-------- ENTRIES SUPPLIED

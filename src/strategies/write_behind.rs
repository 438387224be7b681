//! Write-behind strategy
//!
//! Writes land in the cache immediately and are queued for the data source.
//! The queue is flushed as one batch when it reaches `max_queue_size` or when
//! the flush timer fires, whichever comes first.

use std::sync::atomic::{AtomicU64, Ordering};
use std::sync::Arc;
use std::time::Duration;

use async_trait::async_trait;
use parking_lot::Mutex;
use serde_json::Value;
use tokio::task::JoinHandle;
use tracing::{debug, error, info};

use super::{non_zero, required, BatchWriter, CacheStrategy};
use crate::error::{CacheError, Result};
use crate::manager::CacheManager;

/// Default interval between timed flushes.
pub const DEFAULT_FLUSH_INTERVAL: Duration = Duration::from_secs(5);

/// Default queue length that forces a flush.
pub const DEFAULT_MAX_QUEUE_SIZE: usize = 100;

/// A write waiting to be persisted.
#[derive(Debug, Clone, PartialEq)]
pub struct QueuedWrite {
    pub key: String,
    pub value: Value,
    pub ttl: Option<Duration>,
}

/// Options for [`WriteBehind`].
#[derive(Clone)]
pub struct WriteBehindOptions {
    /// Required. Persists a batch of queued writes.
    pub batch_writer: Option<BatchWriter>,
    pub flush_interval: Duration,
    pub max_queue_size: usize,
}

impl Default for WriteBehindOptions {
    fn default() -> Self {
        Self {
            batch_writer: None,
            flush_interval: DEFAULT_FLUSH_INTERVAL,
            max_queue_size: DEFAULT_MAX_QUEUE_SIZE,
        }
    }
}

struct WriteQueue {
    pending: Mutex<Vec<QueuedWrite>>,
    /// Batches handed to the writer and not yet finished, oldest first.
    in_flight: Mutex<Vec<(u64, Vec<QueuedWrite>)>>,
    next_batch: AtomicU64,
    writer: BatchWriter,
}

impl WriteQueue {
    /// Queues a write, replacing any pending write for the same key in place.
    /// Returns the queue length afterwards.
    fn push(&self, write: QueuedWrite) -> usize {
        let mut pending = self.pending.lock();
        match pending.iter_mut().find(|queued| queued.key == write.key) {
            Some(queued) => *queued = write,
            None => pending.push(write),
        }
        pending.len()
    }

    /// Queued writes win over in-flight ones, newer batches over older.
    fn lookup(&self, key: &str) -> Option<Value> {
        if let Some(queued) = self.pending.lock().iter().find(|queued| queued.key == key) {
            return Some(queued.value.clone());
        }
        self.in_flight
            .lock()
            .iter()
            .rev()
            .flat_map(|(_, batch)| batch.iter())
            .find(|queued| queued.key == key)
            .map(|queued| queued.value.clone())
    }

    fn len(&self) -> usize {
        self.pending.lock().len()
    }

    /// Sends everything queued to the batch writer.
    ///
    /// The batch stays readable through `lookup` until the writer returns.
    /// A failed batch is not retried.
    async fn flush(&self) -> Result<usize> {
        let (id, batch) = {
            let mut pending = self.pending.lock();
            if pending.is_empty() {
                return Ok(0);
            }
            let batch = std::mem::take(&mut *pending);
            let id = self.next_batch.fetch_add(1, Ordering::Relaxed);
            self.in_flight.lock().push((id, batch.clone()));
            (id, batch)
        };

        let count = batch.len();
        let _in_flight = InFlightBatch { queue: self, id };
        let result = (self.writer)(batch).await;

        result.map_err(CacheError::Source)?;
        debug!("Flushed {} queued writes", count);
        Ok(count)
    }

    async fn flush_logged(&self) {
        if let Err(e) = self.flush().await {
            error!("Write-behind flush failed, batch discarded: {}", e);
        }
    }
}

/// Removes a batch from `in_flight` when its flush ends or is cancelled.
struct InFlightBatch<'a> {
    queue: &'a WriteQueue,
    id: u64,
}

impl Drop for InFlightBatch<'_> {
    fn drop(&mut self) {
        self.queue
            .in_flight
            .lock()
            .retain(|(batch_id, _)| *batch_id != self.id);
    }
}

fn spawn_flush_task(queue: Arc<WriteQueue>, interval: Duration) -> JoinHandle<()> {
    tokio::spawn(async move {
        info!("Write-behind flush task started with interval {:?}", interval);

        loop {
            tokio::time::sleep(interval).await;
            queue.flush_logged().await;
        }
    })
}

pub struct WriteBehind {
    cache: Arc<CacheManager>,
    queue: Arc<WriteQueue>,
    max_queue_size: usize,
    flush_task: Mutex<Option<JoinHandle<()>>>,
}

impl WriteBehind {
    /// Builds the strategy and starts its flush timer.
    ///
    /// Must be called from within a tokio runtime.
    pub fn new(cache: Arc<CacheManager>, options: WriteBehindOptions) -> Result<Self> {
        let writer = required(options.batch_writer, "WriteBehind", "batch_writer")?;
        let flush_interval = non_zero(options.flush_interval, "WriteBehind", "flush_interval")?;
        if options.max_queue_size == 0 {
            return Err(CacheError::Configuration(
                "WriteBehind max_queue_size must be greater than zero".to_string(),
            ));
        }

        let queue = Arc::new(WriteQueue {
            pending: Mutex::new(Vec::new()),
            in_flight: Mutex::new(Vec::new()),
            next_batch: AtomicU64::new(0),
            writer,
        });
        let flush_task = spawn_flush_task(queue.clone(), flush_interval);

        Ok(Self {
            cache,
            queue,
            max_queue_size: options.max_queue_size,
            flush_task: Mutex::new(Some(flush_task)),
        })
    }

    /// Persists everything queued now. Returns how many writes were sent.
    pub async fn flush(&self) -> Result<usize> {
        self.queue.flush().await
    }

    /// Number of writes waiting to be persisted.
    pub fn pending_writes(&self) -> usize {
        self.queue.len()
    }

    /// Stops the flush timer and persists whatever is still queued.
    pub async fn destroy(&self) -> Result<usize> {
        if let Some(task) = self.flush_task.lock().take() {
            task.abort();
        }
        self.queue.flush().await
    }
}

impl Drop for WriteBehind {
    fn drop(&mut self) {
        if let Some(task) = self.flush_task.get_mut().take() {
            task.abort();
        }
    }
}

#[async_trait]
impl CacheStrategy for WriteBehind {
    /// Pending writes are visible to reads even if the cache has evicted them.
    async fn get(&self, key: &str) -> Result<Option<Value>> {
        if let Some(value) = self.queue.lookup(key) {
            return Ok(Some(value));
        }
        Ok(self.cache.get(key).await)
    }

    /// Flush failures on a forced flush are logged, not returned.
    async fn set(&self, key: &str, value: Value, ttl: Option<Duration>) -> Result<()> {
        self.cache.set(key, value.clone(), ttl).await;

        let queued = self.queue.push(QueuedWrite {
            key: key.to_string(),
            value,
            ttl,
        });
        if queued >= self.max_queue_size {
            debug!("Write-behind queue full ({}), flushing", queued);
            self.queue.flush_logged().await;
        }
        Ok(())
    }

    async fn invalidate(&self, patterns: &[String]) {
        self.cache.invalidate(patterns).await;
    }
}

----------------

=== WORK TO BE COMPLETED ===
Starting at the line that contains "is still queued." and stopping after the line that contains "#[async_trait]", write out every line exactly as it appears above, and no other line.

=== PROBLEM SOLUTION ===
    /// Stops the flush timer and persists whatever is still queued.
    pub async fn destroy(&self) -> Result<usize> {
        if let Some(task) = self.flush_task.lock().take() {
            task.abort();
        }
        self.queue.flush().await
    }
}

impl Drop for WriteBehind {
    fn drop(&mut self) {
        if let Some(task) = self.flush_task.get_mut().take() {
            task.abort();
        }
    }
}

#[async_trait]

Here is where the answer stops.